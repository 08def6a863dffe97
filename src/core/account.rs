//! Account type.
//!
//! One authenticated identity, as reported by `op account list`, plus the
//! client-side session bookkeeping stamped at sign-in.

use std::fmt;

use chrono::{DateTime, Utc};
use serde::{Deserialize, Serialize};
use zeroize::Zeroizing;

use crate::core::constants::SESSION_EXPIRY;

/// A 1Password account configured in the CLI.
#[derive(Clone, Default, Serialize, Deserialize)]
pub struct Account {
    #[serde(default)]
    pub url: String,
    #[serde(default)]
    pub email: String,
    #[serde(default)]
    pub user_uuid: String,
    #[serde(default)]
    pub account_uuid: String,
    #[serde(skip)]
    session: Option<Session>,
}

#[derive(Clone)]
struct Session {
    signed_in_at: DateTime<Utc>,
    expires_after: chrono::Duration,
    token: Zeroizing<String>,
}

impl Account {
    /// An account known only by its user identifier.
    pub fn with_user_uuid(user_uuid: impl Into<String>) -> Self {
        Self {
            user_uuid: user_uuid.into(),
            ..Self::default()
        }
    }

    /// Record a successful sign-in at the current time.
    pub fn set_sign_in_info(&mut self, token: Zeroizing<String>) {
        self.set_sign_in_info_at(token, Utc::now());
    }

    /// Record a successful sign-in at `now`.
    ///
    /// Sessions expire after 30 minutes of inactivity; 29 minutes are
    /// tracked.
    pub fn set_sign_in_info_at(&mut self, token: Zeroizing<String>, now: DateTime<Utc>) {
        let expires_after = chrono::Duration::from_std(SESSION_EXPIRY)
            .unwrap_or_else(|_| chrono::Duration::minutes(29));
        self.session = Some(Session {
            signed_in_at: now,
            expires_after,
            token,
        });
    }

    pub fn is_session_valid(&self) -> bool {
        self.is_session_valid_at(Utc::now())
    }

    /// Valid while `now - signed_in_at < expiry`. Never-signed-in accounts
    /// are not valid.
    pub fn is_session_valid_at(&self, now: DateTime<Utc>) -> bool {
        match &self.session {
            Some(s) => now.signed_duration_since(s.signed_in_at) < s.expires_after,
            None => false,
        }
    }

    pub fn is_session_expired(&self) -> bool {
        !self.is_session_valid()
    }

    pub fn signed_in_at(&self) -> Option<DateTime<Utc>> {
        self.session.as_ref().map(|s| s.signed_in_at)
    }

    pub fn session_token(&self) -> Option<&str> {
        self.session.as_ref().map(|s| s.token.as_str())
    }
}

impl fmt::Debug for Account {
    fn fmt(&self, f: &mut fmt::Formatter<'_>) -> fmt::Result {
        f.debug_struct("Account")
            .field("url", &self.url)
            .field("email", &self.email)
            .field("user_uuid", &self.user_uuid)
            .field("account_uuid", &self.account_uuid)
            .field("signed_in_at", &self.signed_in_at())
            .finish()
    }
}

/// Strip scheme and path, lowercase.
pub fn normalize_url(url: &str) -> String {
    let url = url
        .strip_prefix("https://")
        .or_else(|| url.strip_prefix("http://"))
        .unwrap_or(url);
    let host = url.split('/').next().unwrap_or_default();
    host.to_lowercase()
}
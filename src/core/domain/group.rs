//! Groups.

use std::fmt;
use std::str::FromStr;

use chrono::{DateTime, Utc};
use serde::{Deserialize, Serialize};

use crate::core::client::Client;
use crate::core::command::Command;
use crate::core::decode::{Attach, ClientRef};
use crate::core::domain::user::User;
use crate::error::{Result, ValidationError};

#[derive(Debug, Clone, PartialEq, Serialize, Deserialize)]
pub struct Group {
    pub id: String,
    pub name: String,
    #[serde(default, skip_serializing_if = "String::is_empty")]
    pub description: String,
    #[serde(default)]
    pub state: String,
    #[serde(default, skip_serializing_if = "Option::is_none")]
    pub created_at: Option<DateTime<Utc>>,
    #[serde(default, skip_serializing_if = "Option::is_none")]
    pub updated_at: Option<DateTime<Utc>>,
    #[serde(default, skip_serializing_if = "Vec::is_empty")]
    pub permissions: Vec<String>,
    #[serde(default, rename = "type")]
    pub kind: String,
    #[serde(skip)]
    client: ClientRef,
}

impl Attach for Group {
    fn attach(&mut self, client: &Client) {
        self.client.set(client);
    }
}

/// Role of a user within a group.
#[derive(Debug, Clone, Copy, Default, PartialEq, Eq)]
pub enum GroupRole {
    #[default]
    Member,
    Manager,
}

impl GroupRole {
    pub fn as_str(&self) -> &'static str {
        match self {
            GroupRole::Member => "member",
            GroupRole::Manager => "manager",
        }
    }
}

impl fmt::Display for GroupRole {
    fn fmt(&self, f: &mut fmt::Formatter<'_>) -> fmt::Result {
        f.write_str(self.as_str())
    }
}

impl FromStr for GroupRole {
    type Err = ValidationError;

    fn from_str(s: &str) -> std::result::Result<Self, Self::Err> {
        match s.to_ascii_lowercase().as_str() {
            "member" => Ok(GroupRole::Member),
            "manager" => Ok(GroupRole::Manager),
            _ => Err(ValidationError::InvalidRole(s.to_string())),
        }
    }
}

impl Group {
    pub fn client(&self) -> Option<&Client> {
        self.client.get()
    }

    /// Add a user to this group.
    pub fn grant_user(&self, user_id: &str, role: GroupRole) -> Result<()> {
        self.client.require()?.run(Command::new([
            "group",
            "user",
            "grant",
            "--group",
            self.id.as_str(),
            "--user",
            user_id,
            "--role",
            role.as_str(),
        ]))?;
        Ok(())
    }

    pub fn revoke_user(&self, user_id: &str) -> Result<()> {
        self.client.require()?.run(Command::new([
            "group",
            "user",
            "revoke",
            "--group",
            self.id.as_str(),
            "--user",
            user_id,
        ]))?;
        Ok(())
    }

    /// Members of this group.
    pub fn users(&self) -> Result<Vec<User>> {
        self.client
            .require()?
            .query_list(Command::new(["group", "user", "list", self.id.as_str()]))
    }

    pub fn delete(&self) -> Result<()> {
        self.client
            .require()?
            .run(Command::new(["group", "delete", self.id.as_str()]))?;
        Ok(())
    }
}

impl Client {
    pub fn list_groups(&self) -> Result<Vec<Group>> {
        self.query_list(Command::new(["group", "list"]))
    }

    /// Group by id or name.
    pub fn group(&self, identifier: &str) -> Result<Group> {
        self.query(Command::new(["group", "get", identifier]))
    }

    pub fn create_group(&self, name: &str, description: Option<&str>) -> Result<Group> {
        if name.is_empty() {
            return Err(ValidationError::Empty("group name").into());
        }
        let mut cmd = Command::new(["group", "create", name]);
        if let Some(description) = description {
            cmd = cmd.args(["--description", description]);
        }
        self.query(cmd)
    }
}
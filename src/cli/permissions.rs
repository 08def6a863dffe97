//! Permission resolution command. Runs no `op` process.

use crate::cli::output;
use crate::core::domain::permission::{self, Permission};
use crate::error::Result;

/// Print the permissions granted together with `name`, one per line.
pub fn execute(name: &str) -> Result<()> {
    let permission: Permission = name.parse()?;
    for p in permission::resolve(permission) {
        output::data(p.as_str());
    }
    Ok(())
}
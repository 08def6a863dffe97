//! Configuration file management.
//!
//! Handles reading `opcli.toml`, looked up in the current directory first and
//! then in the user configuration directory (`~/.config/opcli/opcli.toml`).
//! Every setting is optional; a missing file yields the defaults.

use serde::{Deserialize, Serialize};
use std::path::{Path, PathBuf};
use std::time::Duration;
use tracing::debug;

use crate::core::constants;
use crate::error::{ConfigError, Result};

/// Client configuration stored in `opcli.toml`
#[derive(Debug, Default, Clone, PartialEq, Serialize, Deserialize)]
#[serde(deny_unknown_fields)]
pub struct Config {
    /// Explicit path to the `op` binary. Searched on `PATH` when unset.
    #[serde(default, skip_serializing_if = "Option::is_none")]
    pub binary: Option<PathBuf>,
    /// Account to sign in to: user UUID, email, or sign-in URL.
    #[serde(default, skip_serializing_if = "Option::is_none")]
    pub account: Option<String>,
    /// Bound on sign-in attempts in seconds. `0` disables the bound.
    #[serde(default, skip_serializing_if = "Option::is_none")]
    pub signin_timeout_secs: Option<u64>,
    /// Bound on every other `op` call in seconds. Unset or `0` means none.
    #[serde(default, skip_serializing_if = "Option::is_none")]
    pub command_timeout_secs: Option<u64>,
}

impl Config {
    /// Candidate config paths, most specific first.
    pub fn search_paths() -> Vec<PathBuf> {
        let mut paths = vec![PathBuf::from(constants::CONFIG_FILE)];
        if let Some(dir) = dirs::config_dir() {
            paths.push(dir.join(constants::CONFIG_DIR).join(constants::CONFIG_FILE));
        }
        paths
    }

    /// Load the first config file found, or the defaults.
    ///
    /// # Errors
    ///
    /// Returns `ConfigError` if a file exists but cannot be read or parsed.
    pub fn load() -> Result<Self> {
        for path in Self::search_paths() {
            if path.is_file() {
                return Self::load_from(&path);
            }
        }
        debug!("no config file found, using defaults");
        Ok(Self::default())
    }

    /// Load configuration from a specific file.
    ///
    /// # Errors
    ///
    /// Returns `ConfigError::ReadFile` if the file can't be read,
    /// `ConfigError::Parse` if the TOML is malformed, or
    /// `ConfigError::InvalidValue` if a setting is out of range.
    pub fn load_from(path: &Path) -> Result<Self> {
        debug!(path = %path.display(), "loading config");

        let contents = std::fs::read_to_string(path).map_err(ConfigError::ReadFile)?;
        let config: Self = toml::from_str(&contents).map_err(ConfigError::Parse)?;
        config.validate()?;

        Ok(config)
    }

    /// Validate setting values.
    pub fn validate(&self) -> Result<()> {
        if let Some(account) = &self.account {
            if account.trim().is_empty() {
                return Err(ConfigError::InvalidValue {
                    field: "account",
                    reason: "must not be empty".to_string(),
                }
                .into());
            }
        }
        if let Some(binary) = &self.binary {
            if binary.as_os_str().is_empty() {
                return Err(ConfigError::InvalidValue {
                    field: "binary",
                    reason: "must not be empty".to_string(),
                }
                .into());
            }
        }
        Ok(())
    }

    /// Effective sign-in timeout.
    pub fn signin_timeout(&self) -> Option<Duration> {
        match self.signin_timeout_secs {
            None => Some(constants::DEFAULT_SIGNIN_TIMEOUT),
            Some(0) => None,
            Some(secs) => Some(Duration::from_secs(secs)),
        }
    }

    /// Effective timeout for non-signin commands.
    pub fn command_timeout(&self) -> Option<Duration> {
        self.command_timeout_secs
            .filter(|secs| *secs > 0)
            .map(Duration::from_secs)
    }
}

_Exercise goal_
What lines in the listing include the string "host"? Copy them out.

_Result of this task_
    let host = url.split('/').next().unwrap_or_default();
    host.to_lowercase()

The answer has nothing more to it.